**Task details**:
Return all lines in the data where the string "providers" can be found.
____
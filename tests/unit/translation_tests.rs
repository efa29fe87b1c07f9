/*!
 * Tests for placeholder protection and per-cell translation
 */

use std::sync::Arc;
use sheet_translate::app_config::TranslationCommonConfig;
use sheet_translate::providers::mock::MockProvider;
use sheet_translate::table::CellValue;
use sheet_translate::translation::{
    is_symbolic_only, is_symbolic_text, CellOutcome, CellTranslator, PlaceholderSet, TranslationService,
};

fn translator(provider: MockProvider, target_language: &str) -> CellTranslator {
    let service = TranslationService::with_provider(Box::new(provider), &TranslationCommonConfig::default());
    CellTranslator::new(Arc::new(service), "en", target_language)
}

/// Test that plain text passes through extraction unchanged
#[test]
fn test_extract_withoutPlaceholders_shouldKeepText() {
    let set = PlaceholderSet::extract("How are you today?");

    assert!(set.is_empty());
    assert_eq!(set.marked_text(), "How are you today?");
}

/// Test that several distinct placeholders round-trip through an identity translator
#[test]
fn test_extractRestore_withDistinctPlaceholders_shouldRoundTrip() {
    let text = "Dear {first_name} {last_name}, your order {order.id} ships on {date:%Y-%m-%d}.";
    let set = PlaceholderSet::extract(text);

    assert_eq!(set.len(), 4);
    assert_eq!(set.marked_text(), "Dear <<0>> <<1>>, your order <<2>> ships on <<3>>.");

    let restored = set.restore(set.marked_text());
    assert!(restored.is_complete());
    assert_eq!(restored.text, text);
}

/// Test duplicate tokens get one marker per occurrence
#[test]
fn test_extract_withDuplicateTokens_shouldNumberEachOccurrence() {
    let set = PlaceholderSet::extract("{a} and {a}");

    assert_eq!(set.tokens(), ["{a}", "{a}"]);
    assert_eq!(set.marked_text(), "<<0>> and <<1>>");
    assert_eq!(set.restore("<<1>> y <<0>>").text, "{a} y {a}");
}

/// Test symbolic-only detection
#[test]
fn test_isSymbolicText_withVariousInputs_shouldDetectPunctuationOnly() {
    assert!(is_symbolic_text("{x}! ??"));
    assert!(is_symbolic_text("{a}{b}"));
    assert!(is_symbolic_text("— … «»"));
    assert!(!is_symbolic_text("{count} items"));
    assert!(!is_symbolic_text("7"));
    assert!(!is_symbolic_text("नमस्ते"));

    assert!(is_symbolic_only(&CellValue::Int(7)));
    assert!(!is_symbolic_only(&CellValue::text("7")));
}

/// Test the end-to-end column example with an identity provider
#[tokio::test]
async fn test_translateCell_withIdentityProvider_shouldReturnInputs() {
    let provider = MockProvider::identity();
    let translator = translator(provider.clone(), "ml");

    let inputs = ["Hello {name}!", "{id}", "Good morning"];
    let mut outputs = Vec::new();
    for input in inputs {
        outputs.push(translator.translate_cell(&CellValue::text(input)).await.into_value());
    }

    assert_eq!(outputs, inputs.iter().map(|s| CellValue::text(*s)).collect::<Vec<_>>());
    // "{id}" never reaches the provider
    assert_eq!(provider.request_count(), 2);
}

/// Test that a failing provider leaves the original text
#[tokio::test]
async fn test_translateCell_withFailingProvider_shouldReturnFailedOutcome() {
    let translator = translator(MockProvider::failing(), "fr");

    let outcome = translator.translate_cell(&CellValue::text("Where is {place}?")).await;

    match outcome {
        CellOutcome::Failed { original, reason } => {
            assert_eq!(original, CellValue::text("Where is {place}?"));
            assert!(reason.contains("Simulated provider failure"));
        }
        other => panic!("expected a failed outcome, got {:?}", other),
    }
}

/// Test that providers adding spaces inside markers are tolerated
#[tokio::test]
async fn test_translateCell_withSpacedMarkers_shouldStillRestore() {
    let provider = MockProvider::identity()
        .with_custom_response(|req| req.text.replace("<<0>>", "<< 0 >>").replace("Hi", "Salut"));
    let translator = translator(provider, "fr");

    let outcome = translator.translate_cell(&CellValue::text("Hi {user}")).await;

    assert_eq!(
        outcome,
        CellOutcome::Translated {
            value: CellValue::text("Salut {user}"),
            missing_markers: vec![],
        }
    );
}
____
**Written answer**:
use sheet_translate::providers::mock::MockProvider;
/// Test that providers adding spaces inside markers are tolerated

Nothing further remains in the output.